Added Charlie Robison, “There wasn’t even anybody that was musical in our family. We were all fans and grew up on a ranch together with a lot of good music being played, but that’s about it.”

It’s become the brothers’ lives and livelihood, each one mirroring the other. They’ve both released more than a halfdozen albums, written hit singles and sustained successful solo country careers for more than 15 years. The pair has traveled a parallel path from the very beginning, and every intersection has pushed them farther than before. It’s appreciated now, but the invisible cord was resented before.

“I used to hate it,” Bruce Robison said. “When we first started out, it was like getting a job and having your sibling at the next desk over, and you were just trying to get noticed and figure out who you were.”

“When I hear one of his records, it gets me inspired and wanting to write,” Charlie Robison said. “It’s the same way with him. It’s not some competition … it just helps fuel the creative fire for both of us.”

I used to hate it.

—Bruce Robison

For all their similarities, there are just as many differences, and that’s probably why sibling rivalry didn’t get the best of them.

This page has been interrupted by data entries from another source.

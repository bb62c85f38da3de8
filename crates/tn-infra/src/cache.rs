use std::collections::HashMap;
use std::future::Future;
use std::sync::{Arc, Mutex, PoisonError};

use tokio::sync::OnceCell;

use crate::Result;
use crate::types::MachineAddress;

/// Process-wide memo of machine name → zone/addresses.
///
/// Each name gets its own cell, so concurrent callers for the same machine
/// share one in-flight lookup and nobody reads the entry before it is written.
/// A failed lookup leaves the cell empty for the next caller.
#[derive(Default)]
pub struct AddressCache {
    entries: Mutex<HashMap<String, Arc<OnceCell<MachineAddress>>>>,
}

impl AddressCache {
    pub fn new() -> Self {
        Self::default()
    }

    fn cell(&self, name: &str) -> Arc<OnceCell<MachineAddress>> {
        let mut entries = self.entries.lock().unwrap_or_else(PoisonError::into_inner);
        entries.entry(name.to_string()).or_default().clone()
    }

    /// Return the cached address or run `lookup` exactly once to fill it.
    pub async fn get_or_lookup<F, Fut>(&self, name: &str, lookup: F) -> Result<MachineAddress>
    where
        F: FnOnce() -> Fut,
        Fut: Future<Output = Result<MachineAddress>>,
    {
        self.cell(name).get_or_try_init(lookup).await.cloned()
    }

    /// Record an address already known, e.g. returned by machine creation.
    pub fn seed(&self, address: MachineAddress) {
        let mut entries = self.entries.lock().unwrap_or_else(PoisonError::into_inner);
        entries.insert(
            address.name.clone(),
            Arc::new(OnceCell::new_with(Some(address))),
        );
    }

    pub fn get(&self, name: &str) -> Option<MachineAddress> {
        let entries = self.entries.lock().unwrap_or_else(PoisonError::into_inner);
        entries.get(name).and_then(|cell| cell.get().cloned())
    }

    pub fn invalidate(&self, name: &str) {
        let mut entries = self.entries.lock().unwrap_or_else(PoisonError::into_inner);
        entries.remove(name);
    }
}

#[cfg(test)]
mod tests {
    use std::sync::atomic::{AtomicUsize, Ordering};

    use super::*;
    use crate::Error;

    fn addr(name: &str) -> MachineAddress {
        MachineAddress {
            name: name.into(),
            zone: "us-east1-b".into(),
            internal_ip: "10.0.0.2".into(),
            external_ip: Some("34.0.0.2".into()),
        }
    }

    #[tokio::test]
    async fn concurrent_misses_share_one_lookup() {
        let cache = AddressCache::new();
        let counter = AtomicUsize::new(0);
        let lookups = &counter;

        let lookup = move || async move {
            lookups.fetch_add(1, Ordering::SeqCst);
            tokio::task::yield_now().await;
            Ok(addr("exp-manager"))
        };

        let (a, b, c) = tokio::join!(
            cache.get_or_lookup("exp-manager", lookup),
            cache.get_or_lookup("exp-manager", lookup),
            cache.get_or_lookup("exp-manager", lookup),
        );

        assert_eq!(a.unwrap(), addr("exp-manager"));
        assert!(b.is_ok() && c.is_ok());
        assert_eq!(lookups.load(Ordering::SeqCst), 1);
    }

    #[tokio::test]
    async fn failed_lookup_is_not_cached() {
        let cache = AddressCache::new();

        let err = cache
            .get_or_lookup("exp-worker-0", || async {
                Err(Error::NotFound("exp-worker-0".into()))
            })
            .await;
        assert!(err.is_err());

        let ok = cache
            .get_or_lookup("exp-worker-0", || async { Ok(addr("exp-worker-0")) })
            .await
            .unwrap();
        assert_eq!(ok.name, "exp-worker-0");
    }

    #[tokio::test]
    async fn seed_and_invalidate() {
        let cache = AddressCache::new();
        cache.seed(addr("exp-manager"));
        assert_eq!(cache.get("exp-manager"), Some(addr("exp-manager")));

        cache.invalidate("exp-manager");
        assert_eq!(cache.get("exp-manager"), None);
    }
}
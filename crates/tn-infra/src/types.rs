use std::fmt;

use serde::{Deserialize, Serialize};

/// Role of a machine inside the orchestration mesh.
#[derive(Debug, Clone, Copy, PartialEq, Eq, Hash, Serialize, Deserialize)]
#[serde(rename_all = "lowercase")]
pub enum MachineRole {
    Manager,
    Worker,
}

impl MachineRole {
    pub fn as_str(&self) -> &'static str {
        match self {
            Self::Manager => "manager",
            Self::Worker => "worker",
        }
    }
}

impl fmt::Display for MachineRole {
    fn fmt(&self, f: &mut fmt::Formatter<'_>) -> fmt::Result {
        f.write_str(self.as_str())
    }
}

/// Specification for creating a machine.
#[derive(Debug, Clone)]
pub struct MachineSpec {
    /// Deployment-scoped name, `<deployment>-manager` or `<deployment>-worker-<i>`.
    pub name: String,
    pub deployment: String,
    pub zone: String,
    pub machine_type: String,
    pub tags: Vec<String>,
    pub role: MachineRole,
}

/// Where a machine lives and how to reach it.
#[derive(Debug, Clone, PartialEq, Eq, Serialize, Deserialize)]
pub struct MachineAddress {
    pub name: String,
    pub zone: String,
    pub internal_ip: String,
    pub external_ip: Option<String>,
}

impl MachineAddress {
    /// Address used for remote execution from the control process.
    pub fn ssh_host(&self) -> &str {
        self.external_ip.as_deref().unwrap_or(&self.internal_ip)
    }
}

/// Lifecycle of a provisioned machine.
#[derive(Debug, Clone, Copy, PartialEq, Eq, Serialize, Deserialize)]
#[serde(rename_all = "lowercase")]
pub enum MachineState {
    Requested,
    Creating,
    Ready,
    Failed,
    Removed,
}

/// One provisioned (or to-be-provisioned) VM.
#[derive(Debug, Clone, PartialEq, Eq, Serialize, Deserialize)]
pub struct MachineRecord {
    pub name: String,
    pub zone: String,
    pub internal_ip: Option<String>,
    pub external_ip: Option<String>,
    pub role: MachineRole,
    pub state: MachineState,
}

impl MachineRecord {
    pub fn requested(spec: &MachineSpec) -> Self {
        Self {
            name: spec.name.clone(),
            zone: spec.zone.clone(),
            internal_ip: None,
            external_ip: None,
            role: spec.role,
            state: MachineState::Requested,
        }
    }

    pub fn mark_creating(&mut self) {
        self.state = MachineState::Creating;
    }

    pub fn mark_ready(&mut self, address: &MachineAddress) {
        self.zone = address.zone.clone();
        self.internal_ip = Some(address.internal_ip.clone());
        self.external_ip = address.external_ip.clone();
        self.state = MachineState::Ready;
    }

    pub fn mark_failed(&mut self) {
        self.state = MachineState::Failed;
    }

    pub fn mark_removed(&mut self) {
        self.state = MachineState::Removed;
    }

    pub fn is_ready(&self) -> bool {
        self.state == MachineState::Ready
    }
}

/// Result of a remote command.
#[derive(Debug, Clone, PartialEq, Eq)]
pub struct ExecOutput {
    pub exit_code: i32,
    pub stdout: String,
    pub stderr: String,
}

impl ExecOutput {
    pub fn success(&self) -> bool {
        self.exit_code == 0
    }
}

Bruce is the songsmith and vanguard who keeps his eye on industry trends; Charlie is the truer performer, with the charisma and presence of the country troubadours of the 1970s and ’80s. They both admire what the other has and strive toward it.

“We go about music a lot different,” Charlie Robison said. “He’s a technician with the songs, he writes all the time, and is one of those people who write three to four days a week. I’m on the road a little more, do a lot more traveling, and I’m the one writing ideas on napkins in a hotel room, putting it together a week before I go into the studio.”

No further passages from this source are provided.